◆ **Work request**:
Among the lines below, a stretch begins at the one with "assert!(matches!(result, Err(PasswordError::InvalidParams(_))));" and ends at the one with "pub const MAX_USERNAME_LENGTH: usize = 64;". Repeat that stretch exactly, ends included.

-------- Records provided

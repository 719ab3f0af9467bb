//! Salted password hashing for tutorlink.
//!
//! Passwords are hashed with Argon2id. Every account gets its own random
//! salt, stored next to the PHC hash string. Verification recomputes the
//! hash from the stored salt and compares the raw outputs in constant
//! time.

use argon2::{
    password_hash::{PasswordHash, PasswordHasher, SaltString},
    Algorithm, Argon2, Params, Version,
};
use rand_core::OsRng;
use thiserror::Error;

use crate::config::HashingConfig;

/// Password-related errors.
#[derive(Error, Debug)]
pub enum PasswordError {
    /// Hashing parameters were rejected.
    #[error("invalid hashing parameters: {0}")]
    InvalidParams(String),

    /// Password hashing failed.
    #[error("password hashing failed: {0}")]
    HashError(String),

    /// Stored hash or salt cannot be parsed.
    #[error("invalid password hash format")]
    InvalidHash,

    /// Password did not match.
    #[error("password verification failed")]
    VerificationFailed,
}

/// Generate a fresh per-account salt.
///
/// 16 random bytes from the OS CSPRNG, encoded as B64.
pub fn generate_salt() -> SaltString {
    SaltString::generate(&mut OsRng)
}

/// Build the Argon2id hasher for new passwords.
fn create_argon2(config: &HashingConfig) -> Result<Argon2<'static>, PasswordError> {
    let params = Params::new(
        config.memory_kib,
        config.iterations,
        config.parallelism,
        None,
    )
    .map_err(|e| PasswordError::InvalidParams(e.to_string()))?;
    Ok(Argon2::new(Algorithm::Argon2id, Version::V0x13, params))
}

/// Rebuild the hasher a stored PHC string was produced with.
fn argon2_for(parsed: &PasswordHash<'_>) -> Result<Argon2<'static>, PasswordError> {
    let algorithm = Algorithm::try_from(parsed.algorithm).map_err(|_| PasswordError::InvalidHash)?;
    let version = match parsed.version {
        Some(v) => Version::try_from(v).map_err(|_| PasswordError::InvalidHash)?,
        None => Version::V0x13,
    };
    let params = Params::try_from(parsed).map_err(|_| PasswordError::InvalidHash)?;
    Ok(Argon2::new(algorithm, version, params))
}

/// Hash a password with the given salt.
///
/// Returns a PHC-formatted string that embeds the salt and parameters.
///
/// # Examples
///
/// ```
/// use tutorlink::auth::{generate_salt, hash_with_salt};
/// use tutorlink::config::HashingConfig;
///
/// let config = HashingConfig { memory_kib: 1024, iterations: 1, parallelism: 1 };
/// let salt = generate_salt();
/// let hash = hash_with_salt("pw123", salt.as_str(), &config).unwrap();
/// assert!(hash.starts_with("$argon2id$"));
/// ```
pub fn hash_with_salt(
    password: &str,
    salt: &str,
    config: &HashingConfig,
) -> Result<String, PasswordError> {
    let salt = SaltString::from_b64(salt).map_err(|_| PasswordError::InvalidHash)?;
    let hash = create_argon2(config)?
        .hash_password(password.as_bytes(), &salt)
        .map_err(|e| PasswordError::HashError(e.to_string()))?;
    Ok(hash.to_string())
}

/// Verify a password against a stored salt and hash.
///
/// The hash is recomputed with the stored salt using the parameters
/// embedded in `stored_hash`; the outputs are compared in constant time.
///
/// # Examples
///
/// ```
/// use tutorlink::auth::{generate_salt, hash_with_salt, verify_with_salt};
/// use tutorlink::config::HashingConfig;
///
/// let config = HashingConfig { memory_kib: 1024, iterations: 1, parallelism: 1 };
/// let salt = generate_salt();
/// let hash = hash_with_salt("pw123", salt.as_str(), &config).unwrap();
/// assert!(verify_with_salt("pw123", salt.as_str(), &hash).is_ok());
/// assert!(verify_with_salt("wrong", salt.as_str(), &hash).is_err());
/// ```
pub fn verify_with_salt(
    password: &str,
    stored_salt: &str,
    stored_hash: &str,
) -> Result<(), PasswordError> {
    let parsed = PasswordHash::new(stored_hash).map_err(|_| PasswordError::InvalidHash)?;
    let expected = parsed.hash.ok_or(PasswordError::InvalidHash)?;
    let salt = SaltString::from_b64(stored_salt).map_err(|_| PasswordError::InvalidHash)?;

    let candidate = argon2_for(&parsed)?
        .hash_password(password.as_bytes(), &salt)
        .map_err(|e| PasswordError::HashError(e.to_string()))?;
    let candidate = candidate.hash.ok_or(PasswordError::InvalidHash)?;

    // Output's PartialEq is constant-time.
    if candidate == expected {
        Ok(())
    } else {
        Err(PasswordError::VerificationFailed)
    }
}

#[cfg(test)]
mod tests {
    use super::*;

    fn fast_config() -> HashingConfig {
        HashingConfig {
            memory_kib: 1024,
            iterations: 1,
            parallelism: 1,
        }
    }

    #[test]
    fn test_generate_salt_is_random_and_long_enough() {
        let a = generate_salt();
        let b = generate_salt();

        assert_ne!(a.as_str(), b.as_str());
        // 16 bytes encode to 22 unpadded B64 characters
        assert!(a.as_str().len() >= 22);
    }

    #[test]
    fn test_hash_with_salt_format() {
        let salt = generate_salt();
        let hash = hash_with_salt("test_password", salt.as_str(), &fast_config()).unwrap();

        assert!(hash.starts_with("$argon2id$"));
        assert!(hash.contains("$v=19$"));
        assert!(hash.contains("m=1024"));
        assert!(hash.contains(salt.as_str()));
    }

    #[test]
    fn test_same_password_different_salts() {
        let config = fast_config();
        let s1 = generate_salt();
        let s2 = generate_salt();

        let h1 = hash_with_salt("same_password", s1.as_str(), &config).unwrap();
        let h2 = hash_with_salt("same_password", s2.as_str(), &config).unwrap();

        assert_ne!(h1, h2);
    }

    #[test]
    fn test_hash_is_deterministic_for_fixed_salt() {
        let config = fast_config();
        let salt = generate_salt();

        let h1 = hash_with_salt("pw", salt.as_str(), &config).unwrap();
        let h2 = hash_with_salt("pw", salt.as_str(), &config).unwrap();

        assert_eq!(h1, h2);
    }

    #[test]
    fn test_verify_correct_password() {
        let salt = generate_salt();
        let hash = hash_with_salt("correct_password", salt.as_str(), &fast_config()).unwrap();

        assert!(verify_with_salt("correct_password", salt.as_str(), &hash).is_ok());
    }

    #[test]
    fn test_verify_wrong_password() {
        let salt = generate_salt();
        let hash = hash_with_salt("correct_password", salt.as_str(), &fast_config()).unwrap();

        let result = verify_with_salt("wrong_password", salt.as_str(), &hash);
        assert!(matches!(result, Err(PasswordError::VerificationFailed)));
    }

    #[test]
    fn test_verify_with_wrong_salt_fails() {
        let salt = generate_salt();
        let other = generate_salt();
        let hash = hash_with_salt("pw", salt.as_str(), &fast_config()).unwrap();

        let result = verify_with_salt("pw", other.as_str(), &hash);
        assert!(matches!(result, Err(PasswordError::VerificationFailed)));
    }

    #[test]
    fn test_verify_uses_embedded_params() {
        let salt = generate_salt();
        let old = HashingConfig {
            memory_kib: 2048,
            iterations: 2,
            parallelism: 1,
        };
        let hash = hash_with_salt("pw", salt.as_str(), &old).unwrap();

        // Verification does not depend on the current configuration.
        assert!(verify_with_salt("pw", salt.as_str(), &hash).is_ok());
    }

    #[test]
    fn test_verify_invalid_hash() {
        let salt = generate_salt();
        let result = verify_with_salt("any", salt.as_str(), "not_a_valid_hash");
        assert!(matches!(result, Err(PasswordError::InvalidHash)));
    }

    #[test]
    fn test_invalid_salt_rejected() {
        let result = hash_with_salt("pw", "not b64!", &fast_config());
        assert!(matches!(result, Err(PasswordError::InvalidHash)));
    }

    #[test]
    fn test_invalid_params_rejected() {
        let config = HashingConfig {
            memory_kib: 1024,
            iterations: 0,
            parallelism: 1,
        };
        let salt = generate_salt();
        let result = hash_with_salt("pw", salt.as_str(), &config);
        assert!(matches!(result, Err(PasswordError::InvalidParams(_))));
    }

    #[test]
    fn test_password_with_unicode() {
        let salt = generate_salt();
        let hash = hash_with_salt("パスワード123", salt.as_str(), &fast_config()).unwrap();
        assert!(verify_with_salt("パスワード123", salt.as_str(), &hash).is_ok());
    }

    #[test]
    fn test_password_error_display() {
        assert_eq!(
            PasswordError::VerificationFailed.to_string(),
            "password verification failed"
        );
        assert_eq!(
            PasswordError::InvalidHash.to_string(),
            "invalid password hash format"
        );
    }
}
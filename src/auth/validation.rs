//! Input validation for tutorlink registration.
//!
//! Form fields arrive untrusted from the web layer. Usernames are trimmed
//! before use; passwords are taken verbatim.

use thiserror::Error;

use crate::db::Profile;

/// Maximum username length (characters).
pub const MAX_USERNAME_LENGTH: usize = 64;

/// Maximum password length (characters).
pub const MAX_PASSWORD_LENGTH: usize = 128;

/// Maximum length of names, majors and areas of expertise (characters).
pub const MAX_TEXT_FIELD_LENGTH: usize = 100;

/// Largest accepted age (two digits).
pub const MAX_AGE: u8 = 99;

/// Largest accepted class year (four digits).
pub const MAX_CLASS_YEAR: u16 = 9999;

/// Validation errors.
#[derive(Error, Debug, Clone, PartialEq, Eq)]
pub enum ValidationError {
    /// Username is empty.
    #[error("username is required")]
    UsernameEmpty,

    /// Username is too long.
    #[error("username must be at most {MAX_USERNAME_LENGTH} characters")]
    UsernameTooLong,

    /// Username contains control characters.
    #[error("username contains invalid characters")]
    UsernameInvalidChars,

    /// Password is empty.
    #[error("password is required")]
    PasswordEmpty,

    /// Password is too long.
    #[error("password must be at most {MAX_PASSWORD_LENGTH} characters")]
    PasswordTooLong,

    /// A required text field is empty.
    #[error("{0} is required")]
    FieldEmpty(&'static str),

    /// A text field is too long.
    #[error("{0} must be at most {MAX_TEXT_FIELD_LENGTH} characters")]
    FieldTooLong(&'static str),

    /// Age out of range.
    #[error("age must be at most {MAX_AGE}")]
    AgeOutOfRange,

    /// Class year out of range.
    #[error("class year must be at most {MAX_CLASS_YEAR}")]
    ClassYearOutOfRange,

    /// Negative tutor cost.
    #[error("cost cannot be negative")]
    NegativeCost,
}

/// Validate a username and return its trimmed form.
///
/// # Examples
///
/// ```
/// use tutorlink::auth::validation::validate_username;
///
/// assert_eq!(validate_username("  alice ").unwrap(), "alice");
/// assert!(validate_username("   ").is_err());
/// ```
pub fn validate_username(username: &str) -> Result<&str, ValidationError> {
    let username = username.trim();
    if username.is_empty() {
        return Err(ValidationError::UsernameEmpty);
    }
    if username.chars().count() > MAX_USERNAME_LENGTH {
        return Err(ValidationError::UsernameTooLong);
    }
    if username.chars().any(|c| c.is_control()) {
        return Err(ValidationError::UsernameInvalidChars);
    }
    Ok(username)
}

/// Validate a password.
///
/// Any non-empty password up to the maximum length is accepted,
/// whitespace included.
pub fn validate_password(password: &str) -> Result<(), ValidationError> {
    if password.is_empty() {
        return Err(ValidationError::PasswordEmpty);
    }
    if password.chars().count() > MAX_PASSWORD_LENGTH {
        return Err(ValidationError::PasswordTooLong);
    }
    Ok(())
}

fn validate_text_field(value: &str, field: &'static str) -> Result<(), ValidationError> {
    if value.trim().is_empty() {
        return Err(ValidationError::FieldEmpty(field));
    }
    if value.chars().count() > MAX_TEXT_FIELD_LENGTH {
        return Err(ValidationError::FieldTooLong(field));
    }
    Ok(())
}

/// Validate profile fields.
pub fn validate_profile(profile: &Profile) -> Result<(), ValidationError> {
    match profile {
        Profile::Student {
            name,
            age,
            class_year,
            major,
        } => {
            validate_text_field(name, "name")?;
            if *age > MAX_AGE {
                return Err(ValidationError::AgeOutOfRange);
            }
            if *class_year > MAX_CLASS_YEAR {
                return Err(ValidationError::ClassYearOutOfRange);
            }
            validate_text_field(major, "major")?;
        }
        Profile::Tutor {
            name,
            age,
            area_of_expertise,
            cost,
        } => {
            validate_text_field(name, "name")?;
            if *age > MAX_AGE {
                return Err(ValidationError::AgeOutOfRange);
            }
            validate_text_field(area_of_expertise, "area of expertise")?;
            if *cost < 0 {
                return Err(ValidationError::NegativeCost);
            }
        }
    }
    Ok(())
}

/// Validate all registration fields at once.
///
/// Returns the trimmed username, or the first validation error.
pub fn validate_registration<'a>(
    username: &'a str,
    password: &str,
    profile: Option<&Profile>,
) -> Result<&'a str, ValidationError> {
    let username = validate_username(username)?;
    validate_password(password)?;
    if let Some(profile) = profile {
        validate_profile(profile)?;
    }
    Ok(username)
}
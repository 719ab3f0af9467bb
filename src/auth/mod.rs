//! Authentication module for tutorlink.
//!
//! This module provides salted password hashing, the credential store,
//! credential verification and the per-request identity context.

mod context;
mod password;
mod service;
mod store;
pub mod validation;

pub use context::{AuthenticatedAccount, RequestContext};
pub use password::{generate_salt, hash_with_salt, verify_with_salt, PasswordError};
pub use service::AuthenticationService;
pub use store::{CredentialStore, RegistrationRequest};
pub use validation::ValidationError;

----------------

◆ **Response area**:
        assert!(matches!(result, Err(PasswordError::InvalidParams(_))));
    }

    #[test]
    fn test_password_with_unicode() {
        let salt = generate_salt();
        let hash = hash_with_salt("パスワード123", salt.as_str(), &fast_config()).unwrap();
        assert!(verify_with_salt("パスワード123", salt.as_str(), &hash).is_ok());
    }

    #[test]
    fn test_password_error_display() {
        assert_eq!(
            PasswordError::VerificationFailed.to_string(),
            "password verification failed"
        );
        assert_eq!(
            PasswordError::InvalidHash.to_string(),
            "invalid password hash format"
        );
    }
}
filename src/auth/validation.rs
//! Input validation for tutorlink registration.
//!
//! Form fields arrive untrusted from the web layer. Usernames are trimmed
//! before use; passwords are taken verbatim.

use thiserror::Error;

use crate::db::Profile;

/// Maximum username length (characters).
pub const MAX_USERNAME_LENGTH: usize = 64;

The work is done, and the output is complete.